◆ Exercise directions ◆
Where the word "uploads" occurs in a line of the listing, please copy the line.

◆ Available data ◆
:::
// Resume files in and out of the backend: master resume uploads, guest
// uploads for scoring, and saving rendered PDFs.

pub mod handlers;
:::
◆ Answer for the task ◆
// Resume files in and out of the backend: master resume uploads, guest
// uploads for scoring, and saving rendered PDFs.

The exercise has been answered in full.